Blow-up

Blow-up, 1966, di Michelangelo Antonioni, con David Hemmings e Vanessa Redgrave.

Ho pensato molte volte che essere miopi è anche un atteggiamento mentale, addirittura un approccio epistemico. Mi sono chiesto anche se venga prima la miopia, come predisposizione genetica e patologia, o questo atteggiamento. Anche se so benissimo che in realtà la miopia ha in genere cause genetiche, non c’è dubbio che noi miopi abbiamo l’abitudine di guardare da vicino. Tanto più uno è miope (e Boris è davvero molto miope), tanto più ha la capacità di mettera a fuoco oggetti molto vicini e di osservare dettagli invisibili all’occhio sano. Con il tempo, questa abitudine diventa, come dicevo, un atteggiamento mentale, rivelato dall’uso corrente della frase “a uno sguardo più ravvicinato”.

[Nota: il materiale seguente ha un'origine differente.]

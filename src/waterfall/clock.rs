//! Admission timing for the waterfall history.
//!
//! New spectrum strips enter history at a fixed cadence independent of the
//! render frame rate. The clock keeps the sub-interval remainder when it
//! admits, so elapsed time accumulates correctly across frames instead of
//! drifting by up to one frame per admission.

use std::time::{Duration, Instant};

/// Decides once per render tick whether a new spectrum sample is due.
#[derive(Debug)]
pub struct AdmissionClock {
    interval: Duration,
    last_admitted: Instant,
    carry_over: Duration,
}

impl AdmissionClock {
    /// Creates a clock admitting at `admission_hz`, with the first interval
    /// measured from `now`.
    pub fn new(admission_hz: f64, now: Instant) -> Self {
        debug_assert!(admission_hz > 0.0 && admission_hz.is_finite());
        Self {
            interval: Duration::from_secs_f64(1.0 / admission_hz),
            last_admitted: now,
            carry_over: Duration::ZERO,
        }
    }

    /// Advances the clock to `now` and reports whether a sample should be
    /// admitted on this tick.
    ///
    /// At most one admission per tick: if the render loop stalled across
    /// several intervals, the surplus time folds into the carry-over instead
    /// of triggering a catch-up burst.
    pub fn tick(&mut self, now: Instant) -> bool {
        let delta = now.saturating_duration_since(self.last_admitted);
        if delta > self.interval {
            let remainder = delta.as_nanos() % self.interval.as_nanos();
            self.carry_over = Duration::from_nanos(remainder as u64);
            // Keep the remainder on the books: the next interval is measured
            // from the slot boundary we just crossed, not from this tick.
            self.last_admitted = now - self.carry_over;
            true
        } else {
            self.carry_over = delta;
            false
        }
    }

    /// Elapsed-but-not-yet-admitted time after the last `tick`.
    pub fn carry_over(&self) -> Duration {
        self.carry_over
    }

    /// The configured admission interval.
    pub fn interval(&self) -> Duration {
        self.interval
    }

    /// Fraction of the admission interval covered by the carry-over, in [0, 1).
    ///
    /// Drives the interpolation that makes scrolling look continuous between
    /// admissions.
    pub fn progress(&self) -> f32 {
        (self.carry_over.as_secs_f64() / self.interval.as_secs_f64()) as f32
    }
}
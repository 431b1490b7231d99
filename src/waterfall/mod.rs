//! Audio-reactive waterfall rendering pipeline.
//!
//! A fixed cadence admits spectrum snapshots into a fixed-capacity history;
//! every render frame draws the whole history as receding line/ribbon strips,
//! interpolating the newest strip's position so the scroll appears continuous
//! between admissions.

pub mod backend;
pub mod camera;
pub mod clock;
pub mod geometry;
pub mod history;
pub mod orchestrator;
pub mod terminal;
pub mod ui;

pub use backend::{BufferId, Paint, Primitive, RenderBackend, Uniforms, Vertex};
pub use camera::Camera;
pub use clock::AdmissionClock;
pub use geometry::GeometryBuilder;
pub use history::{FrameRecord, HistoryRing};
pub use orchestrator::RenderOrchestrator;
pub use terminal::TerminalBackend;
pub use ui::{InputCommand, WaterfallTui};

#[cfg(test)]
pub(crate) mod test_support {
    //! Test doubles shared by the pipeline tests.

    use super::backend::{BufferId, Primitive, RenderBackend, Uniforms, Vertex};
    use crate::audio::{SpectrumSnapshot, SpectrumSource};
    use anyhow::{bail, Result};
    use std::collections::HashSet;

    /// One recorded `draw` invocation.
    #[derive(Debug, Clone, Copy)]
    pub struct DrawCall {
        pub id: BufferId,
        pub primitive: Primitive,
        pub vertex_count: usize,
        pub line_offset: f32,
        pub time_offset: f32,
    }

    /// Backend that records every call and can simulate allocation failures.
    pub struct RecordingBackend {
        next_id: u64,
        alive: HashSet<BufferId>,
        pub created: Vec<BufferId>,
        pub destroyed: Vec<BufferId>,
        pub draws: Vec<DrawCall>,
        /// Fail this many upcoming `create_buffer` calls
        pub fail_next_creates: usize,
        /// Fail every `create_buffer` call once this many have succeeded
        pub fail_after_creates: Option<usize>,
    }

    impl RecordingBackend {
        pub fn new() -> Self {
            Self {
                next_id: 0,
                alive: HashSet::new(),
                created: Vec::new(),
                destroyed: Vec::new(),
                draws: Vec::new(),
                fail_next_creates: 0,
                fail_after_creates: None,
            }
        }

        pub fn live_buffer_count(&self) -> usize {
            self.alive.len()
        }
    }

    impl RenderBackend for RecordingBackend {
        fn create_buffer(&mut self, _vertices: &[Vertex]) -> Result<BufferId> {
            if self.fail_next_creates > 0 {
                self.fail_next_creates -= 1;
                bail!("simulated buffer allocation failure");
            }
            if let Some(limit) = self.fail_after_creates {
                if self.created.len() >= limit {
                    bail!("simulated buffer allocation failure");
                }
            }
            let id = BufferId(self.next_id);
            self.next_id += 1;
            self.alive.insert(id);
            self.created.push(id);
            Ok(id)
        }

        fn destroy_buffer(&mut self, id: BufferId) {
            if self.alive.remove(&id) {
                self.destroyed.push(id);
            }
        }

        fn draw(
            &mut self,
            id: BufferId,
            primitive: Primitive,
            vertex_count: usize,
            uniforms: &Uniforms,
        ) -> Result<()> {
            if !self.alive.contains(&id) {
                bail!("draw on destroyed buffer {id:?}");
            }
            self.draws.push(DrawCall {
                id,
                primitive,
                vertex_count,
                line_offset: uniforms.line_offset,
                time_offset: uniforms.time_offset,
            });
            Ok(())
        }

        fn set_viewport(&mut self, _width: u16, _height: u16) {}
    }

    /// Spectrum source returning a fixed snapshot.
    pub struct FakeSpectrumSource {
        pub ready: bool,
        pub values: Vec<f32>,
    }

    impl FakeSpectrumSource {
        pub fn new(window_len: usize) -> Self {
            Self {
                ready: true,
                values: vec![0.5; window_len],
            }
        }
    }

    impl SpectrumSource for FakeSpectrumSource {
        fn window_len(&self) -> usize {
            self.values.len()
        }

        fn is_ready(&self) -> bool {
            self.ready
        }

        fn snapshot(&mut self) -> SpectrumSnapshot {
            SpectrumSnapshot::new(self.values.clone())
        }
    }
}
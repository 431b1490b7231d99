//! Application command handlers for cascade.
//!
//! This module organizes command handling into separate submodules, each responsible
//! for a specific application command.
//!
//! # Commands
//! - `run`: Live waterfall visualization (default command)
//! - `list_devices`: List available audio input devices
//! - `config`: Open configuration file in user's preferred editor
//! - `logs`: Display recent log entries

pub mod config;
pub mod list_devices;
pub mod logs;
pub mod run;

pub use config::handle_config;
pub use list_devices::handle_list_devices;
pub use logs::handle_logs;
pub use run::handle_run;
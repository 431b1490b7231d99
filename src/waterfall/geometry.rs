//! Spectrum snapshot to vertex geometry conversion.
//!
//! Both builders are pure: they allocate and return the vertex buffer and
//! leave ownership with the caller.

use crate::audio::SpectrumSnapshot;
use crate::waterfall::backend::Vertex;
use anyhow::{ensure, Result};

/// Builds line and ribbon geometry for snapshots of a negotiated length.
#[derive(Debug, Clone, Copy)]
pub struct GeometryBuilder {
    window_len: usize,
}

impl GeometryBuilder {
    /// Creates a builder for snapshots of exactly `window_len` magnitudes.
    ///
    /// `window_len` must be at least 2; the frequency-window negotiation in
    /// the audio layer guarantees this before the builder is constructed.
    pub fn new(window_len: usize) -> Self {
        assert!(window_len >= 2, "spectrum window must span at least 2 bins");
        Self { window_len }
    }

    /// Builds the line strip: one vertex per magnitude, x spread evenly
    /// across [0, 1], y the magnitude itself.
    ///
    /// # Errors
    /// - If the snapshot length does not match the negotiated window length
    pub fn build_line(&self, snapshot: &SpectrumSnapshot) -> Result<Vec<Vertex>> {
        self.check_len(snapshot)?;
        let n = snapshot.len();
        let vertices = snapshot
            .values()
            .iter()
            .enumerate()
            .map(|(i, &magnitude)| Vertex::new(i as f32 / (n - 1) as f32, magnitude))
            .collect();
        Ok(vertices)
    }

    /// Builds the filled ribbon as a triangle strip: each magnitude vertex is
    /// paired with a baseline vertex at the same x, interleaved.
    ///
    /// # Errors
    /// - If the snapshot length does not match the negotiated window length
    pub fn build_ribbon(&self, snapshot: &SpectrumSnapshot) -> Result<Vec<Vertex>> {
        self.check_len(snapshot)?;
        let n = snapshot.len();
        let mut vertices = Vec::with_capacity(2 * n);
        for (i, &magnitude) in snapshot.values().iter().enumerate() {
            let x = i as f32 / (n - 1) as f32;
            vertices.push(Vertex::new(x, magnitude));
            vertices.push(Vertex::new(x, 0.0));
        }
        Ok(vertices)
    }

    fn check_len(&self, snapshot: &SpectrumSnapshot) -> Result<()> {
        ensure!(
            snapshot.len() == self.window_len,
            "snapshot length {} does not match the negotiated spectrum window of {} bins",
            snapshot.len(),
            self.window_len
        );
        Ok(())
    }
}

La tecnica del blow-up – che consiste nel sottoporre un’immagine a ingrandimenti successivi – è l’equivalente fotografico dell’avvicinare lo sguardo.

A entrambi corrisponde, come dicevo, un approccio epistemico, quello della fiducia nella capacità esplicativa del procedimento analitico. Senza spingermi ad azzardare elaborazioni sulla correlazione tra IQ e miopia (cœteris paribus, si riscontrerebbe una differenza di 7-8 punti in più nei soggetti miopi), nella mia esperienza personale c’è un evidente rapporto tra miopia e attenzione ai dettagli. Semplicemente, quando non sono corretto, non ho alternative: il quadro d’insieme mi sfugge, non posso che concentrami sui dettagli.

Il problema che il film solleva, è che, in questo avvicinamento all’oggetto, il processo di parallelo avvicinamento alla realtà è illusorio. A un certo punto, i singoli elementi perdono i loro rapporti con l’insieme, e la realtà ci sfugge. Il procedimento analitico privilegiato dalla tradizione occidentale, suggerisce Antonioni, incorre nello stesso problema: quando ci sembra di averla colta, la realtà si dissolve sotto i nostri occhi.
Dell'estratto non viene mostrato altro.